*** Opening Source data ***

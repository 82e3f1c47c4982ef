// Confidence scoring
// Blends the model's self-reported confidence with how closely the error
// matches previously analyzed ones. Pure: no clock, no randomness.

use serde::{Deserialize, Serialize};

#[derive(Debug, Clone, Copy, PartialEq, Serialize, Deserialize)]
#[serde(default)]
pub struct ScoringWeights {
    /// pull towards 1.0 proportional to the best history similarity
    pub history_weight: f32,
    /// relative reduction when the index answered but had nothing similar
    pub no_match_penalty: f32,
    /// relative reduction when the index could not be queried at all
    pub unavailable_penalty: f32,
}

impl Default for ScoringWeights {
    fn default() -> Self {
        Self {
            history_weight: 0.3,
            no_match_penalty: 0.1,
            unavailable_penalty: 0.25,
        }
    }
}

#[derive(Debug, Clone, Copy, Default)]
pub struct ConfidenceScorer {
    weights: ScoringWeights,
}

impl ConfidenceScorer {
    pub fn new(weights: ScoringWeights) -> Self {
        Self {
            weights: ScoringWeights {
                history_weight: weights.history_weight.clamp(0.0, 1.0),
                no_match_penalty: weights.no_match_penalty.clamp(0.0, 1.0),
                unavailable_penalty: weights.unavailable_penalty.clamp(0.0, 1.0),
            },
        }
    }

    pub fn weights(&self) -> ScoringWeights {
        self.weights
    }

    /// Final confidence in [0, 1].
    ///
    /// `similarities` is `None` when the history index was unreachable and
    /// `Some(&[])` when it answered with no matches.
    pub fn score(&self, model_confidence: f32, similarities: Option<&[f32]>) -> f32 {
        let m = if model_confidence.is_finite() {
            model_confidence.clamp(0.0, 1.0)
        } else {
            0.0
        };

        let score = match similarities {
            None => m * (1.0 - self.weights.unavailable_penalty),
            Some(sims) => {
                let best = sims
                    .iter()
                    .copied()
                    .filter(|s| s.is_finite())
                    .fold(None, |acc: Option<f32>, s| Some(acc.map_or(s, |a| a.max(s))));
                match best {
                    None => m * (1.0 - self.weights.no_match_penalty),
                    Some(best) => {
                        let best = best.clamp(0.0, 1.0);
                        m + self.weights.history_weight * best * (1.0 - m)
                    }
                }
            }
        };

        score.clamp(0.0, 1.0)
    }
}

*** Closing Source data ***
*** Opening Source data ***

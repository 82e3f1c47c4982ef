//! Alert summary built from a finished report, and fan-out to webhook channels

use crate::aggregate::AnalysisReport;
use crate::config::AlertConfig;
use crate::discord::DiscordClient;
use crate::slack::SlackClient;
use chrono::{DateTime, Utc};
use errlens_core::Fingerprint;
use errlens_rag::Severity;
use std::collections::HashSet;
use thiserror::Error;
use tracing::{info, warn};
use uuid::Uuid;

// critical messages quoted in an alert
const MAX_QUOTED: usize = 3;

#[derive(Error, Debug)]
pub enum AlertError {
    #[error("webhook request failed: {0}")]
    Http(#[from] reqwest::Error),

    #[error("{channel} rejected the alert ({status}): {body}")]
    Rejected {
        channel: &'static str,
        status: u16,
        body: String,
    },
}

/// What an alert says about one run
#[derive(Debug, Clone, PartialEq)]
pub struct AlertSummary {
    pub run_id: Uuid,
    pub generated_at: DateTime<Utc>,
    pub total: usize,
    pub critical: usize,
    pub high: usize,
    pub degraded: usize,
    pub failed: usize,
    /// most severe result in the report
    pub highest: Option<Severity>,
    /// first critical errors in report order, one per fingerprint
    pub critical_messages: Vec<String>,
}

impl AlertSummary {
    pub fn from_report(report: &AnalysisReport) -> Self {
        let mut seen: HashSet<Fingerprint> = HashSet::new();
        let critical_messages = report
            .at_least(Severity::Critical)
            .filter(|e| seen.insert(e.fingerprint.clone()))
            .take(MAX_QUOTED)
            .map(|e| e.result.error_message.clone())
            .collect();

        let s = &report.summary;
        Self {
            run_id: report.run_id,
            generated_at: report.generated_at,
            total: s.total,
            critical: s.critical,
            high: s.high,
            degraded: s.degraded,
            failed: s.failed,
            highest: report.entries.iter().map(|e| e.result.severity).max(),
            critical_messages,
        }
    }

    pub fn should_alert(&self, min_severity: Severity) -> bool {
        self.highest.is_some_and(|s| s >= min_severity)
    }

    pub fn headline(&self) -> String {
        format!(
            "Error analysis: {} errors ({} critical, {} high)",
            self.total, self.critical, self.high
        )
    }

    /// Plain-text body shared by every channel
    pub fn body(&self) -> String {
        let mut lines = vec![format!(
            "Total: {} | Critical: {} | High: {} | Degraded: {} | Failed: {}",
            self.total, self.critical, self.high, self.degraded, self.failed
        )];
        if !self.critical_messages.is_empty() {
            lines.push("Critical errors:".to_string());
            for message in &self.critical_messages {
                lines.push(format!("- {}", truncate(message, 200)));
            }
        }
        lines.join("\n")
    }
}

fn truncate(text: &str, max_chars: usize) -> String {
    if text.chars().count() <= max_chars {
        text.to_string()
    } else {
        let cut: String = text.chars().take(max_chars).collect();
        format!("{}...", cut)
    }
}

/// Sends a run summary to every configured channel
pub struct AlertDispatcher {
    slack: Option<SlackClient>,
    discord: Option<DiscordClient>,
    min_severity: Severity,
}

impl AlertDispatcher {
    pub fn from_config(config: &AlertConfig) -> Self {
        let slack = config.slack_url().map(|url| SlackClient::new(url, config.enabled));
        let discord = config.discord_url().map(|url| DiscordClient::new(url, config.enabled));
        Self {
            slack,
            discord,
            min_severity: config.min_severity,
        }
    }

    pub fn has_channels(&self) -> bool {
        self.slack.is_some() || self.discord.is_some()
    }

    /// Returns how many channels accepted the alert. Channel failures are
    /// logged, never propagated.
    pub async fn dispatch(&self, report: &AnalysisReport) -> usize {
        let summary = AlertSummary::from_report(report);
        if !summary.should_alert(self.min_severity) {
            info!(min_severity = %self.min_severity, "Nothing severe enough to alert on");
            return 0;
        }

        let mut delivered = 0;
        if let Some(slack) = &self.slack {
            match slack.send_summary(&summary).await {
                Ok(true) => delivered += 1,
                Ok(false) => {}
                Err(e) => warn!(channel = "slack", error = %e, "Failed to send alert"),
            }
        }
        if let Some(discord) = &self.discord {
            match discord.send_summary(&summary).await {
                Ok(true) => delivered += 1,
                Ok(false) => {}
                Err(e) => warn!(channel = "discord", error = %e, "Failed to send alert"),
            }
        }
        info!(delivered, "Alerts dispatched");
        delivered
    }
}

*** Closing Source data ***

▶ [Problem to solve]: Find the word "every" in the entries above, then copy each line that holds it.

▶ [Result for this task]:
    /// Plain-text body shared by every channel
/// Sends a run summary to every configured channel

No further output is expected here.